Young and wise are not attributes we use interchangeably or place side by side when describing a person. Wisdom, we like to believe, comes with age. Yet the story of 19-year-old Atif Asad, a resident of a remote village in Jamalpur's Sarishabari upazila, shows us that it is never too early to start the good fight. According to a report by The Daily Star, Atif, a first-year honours student at Jamalpur Government Ashek Mahmud College, has established a library to enlighten not just students like him but also people in general. The library, founded in January 2018 with only 20 books, now boasts over 2,000. This is not your usual brick-and-mortar library in the heart of a town where people occasionally visit and read in the comfort of carefully archived collections with modern amenities. Housed in the veranda of his house with shelves made of jute sticks, he built his library from the ground up, slowly enriching his collection with help from young learners and local benefactors. His vision is built on a model of maximising outputs that sees him take his books to the doorsteps of his readers, rather than expecting them to visit his library.

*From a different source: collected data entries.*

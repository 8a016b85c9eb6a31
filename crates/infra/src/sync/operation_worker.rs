//! Operation worker for periodic execution of due operations.
//!
//! Claims operations whose `next_run_at` has passed, leases them for the
//! processing timeout, and drives each one through
//! [`OperationService::run_now`]. Suspension, retries and restarts are
//! written back by the operation itself, so the worker only needs to keep
//! polling. Join handles are tracked, cancellation is explicit, and every
//! batch is wrapped in a timeout.
//!
//! # Example
//!
//! ```no_run
//! use std::sync::Arc;
//!
//! use regsync_infra::observability::metrics::SyncMetrics;
//! use regsync_infra::sync::{OperationWorker, OperationWorkerConfig};
//!
//! # async fn example() -> Result<(), regsync_infra::scheduling::SchedulerError> {
//! # let service = todo!(); // Arc<OperationService>
//! let metrics = Arc::new(SyncMetrics::new());
//! let mut worker = OperationWorker::new(service, OperationWorkerConfig::default(), metrics);
//!
//! worker.start().await?;
//! // ... application runs ...
//! worker.stop().await?;
//! # Ok(())
//! # }
//! ```

use std::sync::Arc;
use std::time::{Duration, Instant};

use regsync_core::{unix_now, OperationService, RunOutcome};
use regsync_domain::{RegSyncError, WorkerConfig};
use tokio::task::JoinHandle;
use tokio_util::sync::CancellationToken;
use tracing::{debug, error, info, instrument, warn};

use crate::observability::log_metric;
use crate::observability::metrics::SyncMetrics;
use crate::scheduling::error::{SchedulerError, SchedulerResult};

/// Configuration for the operation worker.
#[derive(Debug, Clone)]
pub struct OperationWorkerConfig {
    /// Maximum number of operations claimed per batch
    pub batch_size: usize,
    /// Interval between polling attempts
    pub poll_interval: Duration,
    /// Timeout for processing a single batch; also the claim lease
    pub processing_timeout: Duration,
    /// Join timeout when stopping
    pub join_timeout: Duration,
}

impl Default for OperationWorkerConfig {
    fn default() -> Self {
        Self::from(&WorkerConfig::default())
    }
}

impl From<&WorkerConfig> for OperationWorkerConfig {
    fn from(config: &WorkerConfig) -> Self {
        Self {
            batch_size: config.batch_size.max(1),
            poll_interval: Duration::from_secs(config.poll_interval_secs.max(1)),
            processing_timeout: Duration::from_secs(config.processing_timeout_secs.max(1)),
            join_timeout: Duration::from_secs(5),
        }
    }
}

/// Counts of one processed batch.
#[derive(Debug, Clone, Copy, Default, PartialEq, Eq)]
pub struct BatchReport {
    pub claimed: usize,
    pub finished: usize,
    pub suspended: usize,
    pub deferred: usize,
    pub failed: usize,
    /// Runs that returned an error before reaching an outcome; their lease
    /// expires and they are claimed again.
    pub errored: usize,
}

/// Operation worker with explicit lifecycle management.
pub struct OperationWorker {
    service: Arc<OperationService>,
    config: OperationWorkerConfig,
    cancellation: CancellationToken,
    task_handle: Option<JoinHandle<()>>,
    metrics: Arc<SyncMetrics>,
}

impl OperationWorker {
    pub fn new(
        service: Arc<OperationService>,
        config: OperationWorkerConfig,
        metrics: Arc<SyncMetrics>,
    ) -> Self {
        Self {
            service,
            config,
            cancellation: CancellationToken::new(),
            task_handle: None,
            metrics,
        }
    }

    /// Start the worker, spawning the background processing task.
    #[instrument(skip(self))]
    pub async fn start(&mut self) -> SchedulerResult<()> {
        if self.is_running() {
            return Err(SchedulerError::AlreadyRunning);
        }

        info!("Starting operation worker");
        self.cancellation = CancellationToken::new();

        let service = Arc::clone(&self.service);
        let config = self.config.clone();
        let cancel = self.cancellation.clone();
        let metrics = Arc::clone(&self.metrics);

        let handle = tokio::spawn(async move {
            Self::process_loop(service, config, cancel, metrics).await;
        });

        self.task_handle = Some(handle);
        info!("Operation worker started");
        Ok(())
    }

    /// Stop the worker and wait for the processing task to finish.
    #[instrument(skip(self))]
    pub async fn stop(&mut self) -> SchedulerResult<()> {
        if !self.is_running() {
            return Err(SchedulerError::NotRunning);
        }

        info!("Stopping operation worker");
        self.cancellation.cancel();

        if let Some(handle) = self.task_handle.take() {
            let join_timeout = self.config.join_timeout;
            match tokio::time::timeout(join_timeout, handle).await {
                Ok(Ok(())) => {}
                Ok(Err(e)) => {
                    warn!("Worker task panicked: {}", e);
                    return Err(SchedulerError::from(e));
                }
                Err(_) => {
                    warn!("Worker task did not complete within timeout");
                    return Err(SchedulerError::Timeout { seconds: join_timeout.as_secs() });
                }
            }
        }

        info!("Operation worker stopped");
        self.cancellation = CancellationToken::new();
        Ok(())
    }

    /// Returns true when a worker task is active.
    pub fn is_running(&self) -> bool {
        self.task_handle.as_ref().map_or(false, |handle| !handle.is_finished())
    }

    /// Claim and run one batch in the current task.
    pub async fn run_once(&self) -> Result<BatchReport, RegSyncError> {
        Self::process_batch(&self.service, &self.config, &self.metrics).await
    }

    async fn process_loop(
        service: Arc<OperationService>,
        config: OperationWorkerConfig,
        cancel: CancellationToken,
        metrics: Arc<SyncMetrics>,
    ) {
        loop {
            tokio::select! {
                _ = cancel.cancelled() => {
                    debug!("Operation worker process loop cancelled");
                    break;
                }
                _ = tokio::time::sleep(config.poll_interval) => {
                    let started = Instant::now();

                    match tokio::time::timeout(
                        config.processing_timeout,
                        Self::process_batch(&service, &config, &metrics),
                    )
                    .await
                    {
                        Ok(Ok(report)) => {
                            if report.claimed > 0 {
                                log_metric(
                                    metrics.record_batch_time(started.elapsed()),
                                    "operation_worker.batch.duration",
                                );
                            }
                        }
                        Ok(Err(e)) => {
                            error!(error = %e, "Operation batch failed");
                            log_metric(
                                metrics.record_batch_error(),
                                "operation_worker.batch.error",
                            );
                        }
                        Err(_) => {
                            warn!(
                                timeout_secs = config.processing_timeout.as_secs(),
                                "Operation batch timed out"
                            );
                            log_metric(
                                metrics.record_batch_timeout(),
                                "operation_worker.batch.timeout",
                            );
                        }
                    }
                }
            }
        }
    }

    async fn process_batch(
        service: &Arc<OperationService>,
        config: &OperationWorkerConfig,
        metrics: &Arc<SyncMetrics>,
    ) -> Result<BatchReport, RegSyncError> {
        let now = unix_now();
        let lease = i64::try_from(config.processing_timeout.as_secs()).unwrap_or(i64::MAX);
        let records = service
            .deps()
            .operations
            .claim_due(now, now.saturating_add(lease), config.batch_size)
            .await?;

        let mut report = BatchReport { claimed: records.len(), ..BatchReport::default() };
        if records.is_empty() {
            debug!("No due operations");
            return Ok(report);
        }

        info!(count = records.len(), "Processing due operations");

        for record in records {
            let operation_id = record.id.clone();
            log_metric(metrics.record_operation_started(), "operation_worker.operation.started");

            match service.run_now(record).await {
                Ok((outcome, record)) => {
                    log_metric(
                        metrics.record_outcome(&outcome),
                        "operation_worker.operation.outcome",
                    );
                    match outcome {
                        RunOutcome::Finished(status) => {
                            log_metric(
                                metrics.record_items(record.warnings.len(), record.errors.len()),
                                "operation_worker.operation.items",
                            );
                            debug!(
                                operation_id = %operation_id,
                                status = %status,
                                "Operation finished"
                            );
                            report.finished += 1;
                        }
                        RunOutcome::Suspended { resume_after } => {
                            debug!(
                                operation_id = %operation_id,
                                resume_secs = resume_after.as_secs(),
                                "Operation suspended"
                            );
                            report.suspended += 1;
                        }
                        RunOutcome::Deferred { retry_after } => {
                            debug!(
                                operation_id = %operation_id,
                                retry_secs = retry_after.as_secs(),
                                "Operation deferred"
                            );
                            report.deferred += 1;
                        }
                        RunOutcome::Failed { retryable } => {
                            warn!(
                                operation_id = %operation_id,
                                retryable,
                                needs_attention = record.needs_attention,
                                "Operation failed"
                            );
                            report.failed += 1;
                        }
                    }
                }
                Err(err) => {
                    error!(operation_id = %operation_id, error = %err, "Operation run aborted");
                    report.errored += 1;
                }
            }
        }

        info!(
            claimed = report.claimed,
            finished = report.finished,
            suspended = report.suspended,
            deferred = report.deferred,
            failed = report.failed,
            errored = report.errored,
            "Operation batch processed"
        );
        Ok(report)
    }
}

impl Drop for OperationWorker {
    fn drop(&mut self) {
        if self.is_running() {
            warn!("OperationWorker dropped while running; cancelling tasks");
            self.cancellation.cancel();
        }
    }
}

This model has proven to be effective in a poor village like his where education is viewed as a luxury for those who can afford it. Riding his cycle, Atif travels to neighbouring villages 10 to 15 kilometres away to give his books, and makes the same journey to bring them back when his readers—now around 100—are finished with them. This is no easy task for someone who also has to work as a mason's helper to provide for his family as well as support his own education. His struggle didn't diminish his spirit; on the contrary, it enabled him to look past the tribulations of his life and focus on the importance of literacy for people who come from similar backgrounds.
We congratulate Atif for his tireless service for his community and expect others to follow his example. Such initiatives are an important way of improving lives in the rural backwaters of Bangladesh, which usually receives scant attention from the country's policymakers. Atif's story is also proof that any radical change desired in a society must involve contributions from the community members who understand their limits and problems and can solve them in the best way possible.